スポーツ | 神奈川新聞 | 2015年1月19日(月) 11:30

「誰にでも挫折はある。悔しがり方が大事だ」。川崎市の部品メーカー「プレス工業」の前社長・真柄秀一さんの言葉である。「厳しい現実に直面したら『なにくそ』と思うこと。『ちくしょう』では次につながらないからだ」と説いた▼元日の全日本実業団対抗駅伝でプレス工業陸上部が健闘を見せた。21位は過去最高だ。2010年の初出場は最下位の37位。そこから36位、31位、29位、26位と連続して順位を上げてきた。「なにくそ」のなせる業であろう▼学生時代にエースだった選手は見当たらない。第1区を2位と快走した梶原有高さんは厚木市の松蔭大学の出身。在学中、同校は箱根駅伝の予選会を突破できなかったが、梶原さんは学連選抜の一員として4年連続出場した。

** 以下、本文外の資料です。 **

//! Shared on-ledger record shapes. These records are created and mutated by
//! the external verifier program; this workspace only ever reads them
//! (except `ProofRecord`/`ValidatorRecord`, which the indexer also decodes
//! from raw account bytes — see `zksl-indexer`).

use serde::{Deserialize, Serialize};

use crate::types::{LedgerPubkey, Seq};

/// Process-wide aggregator configuration. Created once at system
/// initialization; mutated only by the administrator via the verifier
/// program; read (never written) by this core.
#[derive(Clone, Copy, Debug, PartialEq, Eq, Serialize, Deserialize)]
pub struct AggregatorConfig {
    pub aggregator_pubkey: LedgerPubkey,
    pub next_aggregator_pubkey: LedgerPubkey,
    pub activation_seq: Seq,
    pub chain_id: u64,
}

impl AggregatorConfig {
    /// The pubkey allowed to sign for `seq`, per the activation cliff rule:
    /// `seq >= activation_seq` uses the next key, otherwise the current one.
    /// There is no overlap window.
    pub fn allowed_pubkey(&self, seq: Seq) -> LedgerPubkey {
        if seq >= self.activation_seq {
            self.next_aggregator_pubkey
        } else {
            self.aggregator_pubkey
        }
    }
}

/// On-ledger record tracking the last accepted anchor sequence number.
#[derive(Clone, Copy, Debug, PartialEq, Eq, Serialize, Deserialize)]
pub struct AggregatorState {
    pub last_seq: Seq,
}

/// On-ledger record enforcing monotonic, non-overlapping slot ranges.
#[derive(Clone, Copy, Debug, PartialEq, Eq, Serialize, Deserialize)]
pub struct RangeState {
    pub last_end_slot: u64,
}

#[cfg(test)]
mod tests {
    use super::*;

    #[test]
    fn activation_cliff_has_no_overlap() {
        let cfg = AggregatorConfig {
            aggregator_pubkey: LedgerPubkey([1u8; 32]),
            next_aggregator_pubkey: LedgerPubkey([2u8; 32]),
            activation_seq: 100,
            chain_id: 1,
        };
        assert_eq!(cfg.allowed_pubkey(99), LedgerPubkey([1u8; 32]));
        assert_eq!(cfg.allowed_pubkey(100), LedgerPubkey([2u8; 32]));
        assert_eq!(cfg.allowed_pubkey(101), LedgerPubkey([2u8; 32]));
    }
}
//! Composition root for the zKSL anchor service. Wires the core crates
//! (`zksl-codec`, `zksl-commitment`, `zksl-signer`, `zksl-submit`,
//! `zksl-indexer`) into the two long-running processes described by the
//! spec — submitter and indexer — without implementing the out-of-scope
//! HTTP transport itself. See `handlers` for the library-level realization
//! of the submitter's ingress contract, which a real HTTP router would call
//! into.

pub mod artifact_store;
pub mod authguard;
pub mod handlers;
pub mod ratelimit;

pub use artifact_store::{ArtifactStore, ArtifactStoreError};
pub use authguard::ApiKeyGuard;
pub use ratelimit::RateLimiter;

自校のチームのたすきを胸に走れなかった学生時代の悔しさを、今のエネルギーに変えた▼17、18日に行われた大学入試センター試験を皮切りに、受験シーズンが始まった。自己採点の結果に落ち込んでいる人もいよう。だが「ちくしょう」とはつぶやくまい▼「毎年1位ずつ上げていけば必ず頂点に立てる」。真柄さんは昨年1月3日に急逝したが優勝を信じていた。受験シーズンは長い。「なにくそ」と走り続ければ、きっと明日が見える。